• _Data in this exercise_:

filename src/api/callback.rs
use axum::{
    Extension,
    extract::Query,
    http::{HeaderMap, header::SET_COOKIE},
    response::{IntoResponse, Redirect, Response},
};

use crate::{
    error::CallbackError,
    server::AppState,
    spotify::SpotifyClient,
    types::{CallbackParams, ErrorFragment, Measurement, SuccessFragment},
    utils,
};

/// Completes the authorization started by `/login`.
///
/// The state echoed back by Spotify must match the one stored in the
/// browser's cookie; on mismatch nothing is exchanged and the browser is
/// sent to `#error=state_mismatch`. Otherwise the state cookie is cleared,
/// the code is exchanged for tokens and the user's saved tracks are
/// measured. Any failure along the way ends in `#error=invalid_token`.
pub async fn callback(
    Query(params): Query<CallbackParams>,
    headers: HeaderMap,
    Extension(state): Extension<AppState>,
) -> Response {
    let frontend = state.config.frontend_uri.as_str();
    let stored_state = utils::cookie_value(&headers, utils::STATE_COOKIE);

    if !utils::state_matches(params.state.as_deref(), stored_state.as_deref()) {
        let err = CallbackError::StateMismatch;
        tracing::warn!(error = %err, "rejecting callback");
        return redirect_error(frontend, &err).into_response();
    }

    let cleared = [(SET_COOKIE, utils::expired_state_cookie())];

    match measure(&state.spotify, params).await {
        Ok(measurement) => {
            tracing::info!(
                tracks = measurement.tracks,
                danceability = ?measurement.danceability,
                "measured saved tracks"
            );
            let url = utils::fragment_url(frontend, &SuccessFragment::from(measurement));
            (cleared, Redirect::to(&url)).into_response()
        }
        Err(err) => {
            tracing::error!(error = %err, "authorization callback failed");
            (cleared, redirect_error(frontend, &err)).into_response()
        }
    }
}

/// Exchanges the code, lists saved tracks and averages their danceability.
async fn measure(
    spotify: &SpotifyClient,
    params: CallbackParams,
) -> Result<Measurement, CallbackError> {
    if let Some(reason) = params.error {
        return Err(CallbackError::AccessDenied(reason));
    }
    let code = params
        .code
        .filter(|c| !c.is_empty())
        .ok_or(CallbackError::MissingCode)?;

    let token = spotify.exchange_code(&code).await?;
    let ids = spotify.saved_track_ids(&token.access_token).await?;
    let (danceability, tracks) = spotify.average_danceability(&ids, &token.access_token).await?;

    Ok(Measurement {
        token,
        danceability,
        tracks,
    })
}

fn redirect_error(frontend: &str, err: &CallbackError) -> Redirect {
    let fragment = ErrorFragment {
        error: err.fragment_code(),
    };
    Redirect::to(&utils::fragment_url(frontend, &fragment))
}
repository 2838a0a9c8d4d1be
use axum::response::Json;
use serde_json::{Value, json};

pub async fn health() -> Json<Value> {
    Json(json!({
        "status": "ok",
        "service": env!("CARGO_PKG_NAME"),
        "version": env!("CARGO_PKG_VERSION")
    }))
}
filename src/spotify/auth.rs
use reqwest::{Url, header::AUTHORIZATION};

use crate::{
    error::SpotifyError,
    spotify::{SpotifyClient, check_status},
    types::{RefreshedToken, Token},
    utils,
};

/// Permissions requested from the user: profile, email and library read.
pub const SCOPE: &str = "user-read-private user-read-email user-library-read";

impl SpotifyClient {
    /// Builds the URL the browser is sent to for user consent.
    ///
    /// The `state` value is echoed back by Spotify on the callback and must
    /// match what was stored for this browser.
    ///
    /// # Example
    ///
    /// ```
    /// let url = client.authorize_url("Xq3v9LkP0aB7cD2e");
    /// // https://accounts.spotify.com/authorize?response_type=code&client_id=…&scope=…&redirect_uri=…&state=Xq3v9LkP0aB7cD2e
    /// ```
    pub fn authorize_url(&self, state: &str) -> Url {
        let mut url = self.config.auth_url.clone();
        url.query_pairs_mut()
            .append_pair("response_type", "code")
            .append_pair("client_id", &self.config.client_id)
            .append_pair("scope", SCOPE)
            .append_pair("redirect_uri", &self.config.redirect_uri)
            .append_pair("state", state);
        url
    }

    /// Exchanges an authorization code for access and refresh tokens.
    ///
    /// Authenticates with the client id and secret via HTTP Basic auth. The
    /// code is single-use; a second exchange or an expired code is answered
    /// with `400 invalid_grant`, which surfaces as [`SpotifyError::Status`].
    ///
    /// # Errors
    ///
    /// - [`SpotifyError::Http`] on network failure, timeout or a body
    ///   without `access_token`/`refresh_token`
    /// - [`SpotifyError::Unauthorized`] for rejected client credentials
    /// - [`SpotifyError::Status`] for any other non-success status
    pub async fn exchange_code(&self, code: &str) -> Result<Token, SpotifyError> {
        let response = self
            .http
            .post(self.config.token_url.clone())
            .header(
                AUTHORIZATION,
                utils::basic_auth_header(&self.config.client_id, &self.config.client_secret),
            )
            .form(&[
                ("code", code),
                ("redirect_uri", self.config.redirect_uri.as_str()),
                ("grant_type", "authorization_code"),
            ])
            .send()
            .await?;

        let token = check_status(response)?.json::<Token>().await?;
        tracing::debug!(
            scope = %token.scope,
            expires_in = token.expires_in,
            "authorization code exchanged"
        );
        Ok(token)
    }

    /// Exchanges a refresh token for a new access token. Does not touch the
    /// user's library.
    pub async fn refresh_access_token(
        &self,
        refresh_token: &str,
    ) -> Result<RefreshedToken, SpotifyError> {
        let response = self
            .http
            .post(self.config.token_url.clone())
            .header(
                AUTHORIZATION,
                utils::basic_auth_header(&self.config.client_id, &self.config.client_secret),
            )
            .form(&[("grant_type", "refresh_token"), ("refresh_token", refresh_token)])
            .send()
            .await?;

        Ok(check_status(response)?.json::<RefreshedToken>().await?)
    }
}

• _Work item_: Check each line of the records for the word "CallbackError" and extract those that contain it.

• _Output below_:
    error::CallbackError,
        let err = CallbackError::StateMismatch;
) -> Result<Measurement, CallbackError> {
        return Err(CallbackError::AccessDenied(reason));
        .ok_or(CallbackError::MissingCode)?;
fn redirect_error(frontend: &str, err: &CallbackError) -> Redirect {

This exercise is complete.